Le président russe Vladimir Poutine a assuré que son pays est « prêt à tous » les scénarios dans le conflit qui l’oppose à l’Ukraine et à ses alliés occidentaux.
« Nous avons toujours été prêts, et nous le sommes toujours, à résoudre tous les problèmes par des moyens pacifiques, mais nous sommes également prêts à faire face à tout développement », a-t-il déclaré dans ce discours diffusé à la télévision russe. « Si quelqu’un en doute encore, c’est inutile. Il y aura toujours une réponse », a-t-il mis en garde, sans exclure de frapper les pays dont les armes sont utilisées par l’Ukraine en Russie.

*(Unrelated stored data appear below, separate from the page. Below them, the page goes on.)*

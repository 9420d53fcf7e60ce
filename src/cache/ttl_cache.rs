use dashmap::DashMap;
use std::sync::Arc;
use std::time::{Duration, Instant};

#[derive(Debug, Clone)]
struct CacheEntry<V> {
    value: V,
    /// `None` when the TTL is too large to represent; such entries never expire
    expires_at: Option<Instant>,
}

impl<V> CacheEntry<V> {
    fn is_live(&self, now: Instant) -> bool {
        self.expires_at.map_or(true, |at| at > now)
    }
}

/// Key/value cache where every entry carries its own expiry
///
/// Entries past their expiry are treated as absent. There is no background
/// eviction; an expired entry is dropped the next time `get` sees it.
/// Clones share the same underlying map.
#[derive(Debug)]
pub struct TtlCache<V> {
    entries: Arc<DashMap<String, CacheEntry<V>>>,
}

impl<V: Clone> TtlCache<V> {
    /// Create an empty cache
    pub fn new() -> Self {
        Self {
            entries: Arc::new(DashMap::new()),
        }
    }

    /// Get a live value, or `None` if missing or expired
    pub fn get(&self, key: &str) -> Option<V> {
        let now = Instant::now();

        if let Some(entry) = self.entries.get(key) {
            if entry.is_live(now) {
                return Some(entry.value.clone());
            }
        } else {
            return None;
        }

        // Guard released above; drop the stale entry unless a writer replaced it meanwhile
        self.entries.remove_if(key, |_, entry| !entry.is_live(now));
        None
    }

    /// Insert or overwrite a value with the given time-to-live
    pub fn set(&self, key: impl Into<String>, value: V, ttl: Duration) {
        self.entries.insert(
            key.into(),
            CacheEntry {
                value,
                expires_at: Instant::now().checked_add(ttl),
            },
        );
    }

    /// Number of stored entries, expired ones included
    pub fn len(&self) -> usize {
        self.entries.len()
    }

    pub fn is_empty(&self) -> bool {
        self.entries.is_empty()
    }

    pub fn clear(&self) {
        self.entries.clear();
    }
}

impl<V: Clone> Default for TtlCache<V> {
    fn default() -> Self {
        Self::new()
    }
}

impl<V> Clone for TtlCache<V> {
    fn clone(&self) -> Self {
        Self {
            entries: Arc::clone(&self.entries),
        }
    }
}
/// DexScreener market data client
///
/// - `types`: upstream response shapes, pair selection, market snapshots
/// - `source`: the transport seam (`PairSource`) and its reqwest implementation
/// - `client`: caching, retry with backoff, and batched fan-out

pub mod client;
pub mod error;
pub mod source;
pub mod types;

#[cfg(test)]
pub(crate) mod mock;

pub use client::DexScreenerClient;
pub use error::FetchError;
pub use source::{HttpPairSource, PairSource};
pub use types::{select_best_pair, DexPair, DexScreenerResponse, MarketData, SyncResult};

Le Kremlin veut faire peur, faire pression, et placer de force l’Ukraine et ses alliés, surtout les États-Unis, devant son choix, un choix brutal : ou la guerre totale, ou bien la fin de la guerre à ses conditions. La guerre totale à ses yeux, ça passe aussi par la mise en œuvre d’une menace délivrée en juin dernier. « Nous considérons être dans notre droit d’utiliser nos armes contre les installations militaires des pays qui autorisent l’utilisation de leurs armes contre nos installations. Et en cas d’escalade d’actions agressives, nous répondrons de manière tout aussi forte », a-t-il déclaré dans son discours surprise à la nation.
Un missile invincible, dit Vladimir Poutine
Selon Vladimir Poutine, ce missile hypersonique est invincible. « Il n’existe aujourd’hui aucun moyen de contrer de telles armes. Les missiles attaquent des cibles à une vitesse de Mach 10, soit 2,5 à 3 km par seconde. Les systèmes de défense aérienne actuellement disponibles dans le monde et les systèmes de défense antimissile créés par les Américains en Europe n’interceptent pas ces missiles. Ceci est exclu », a-t-il martelé.
Jusqu’à présent, les menaces nucléaires du Kremlin n’étaient que verbales, se référant à la doctrine nucléaire fixant des lignes rouges. Cette fois-ci, le missile tiré se rattache à la famille des armes balistiques porteurs du feu nucléaire. Moscou a donc brisé un tabou, et c’est une intimidation particulièrement rude, assure le chef d’état-major de l’armée de Terre française, le général Pierre Schill : « Tout dans la guerre est signal. Tout ce qui se passe ces jours-ci, en déclaratoire ou en manœuvre effective, rentre dans une dialectique, des volontés, qui passent aussi par des questions d’intimidation et de contre-intimidation, c’est clair. »
Le camp occidental n’est pas en reste, il envoie lui aussi à la Russie ses propres signaux : de façon certes moins spectaculaire, mais tout aussi efficace, en multipliant par exemple ces dernières semaines les exercices de lutte anti-sous-marine de l’Otan dans la Baltique, ou en organisant en Finlande le plus massif exercice d’artillerie depuis la guerre froide.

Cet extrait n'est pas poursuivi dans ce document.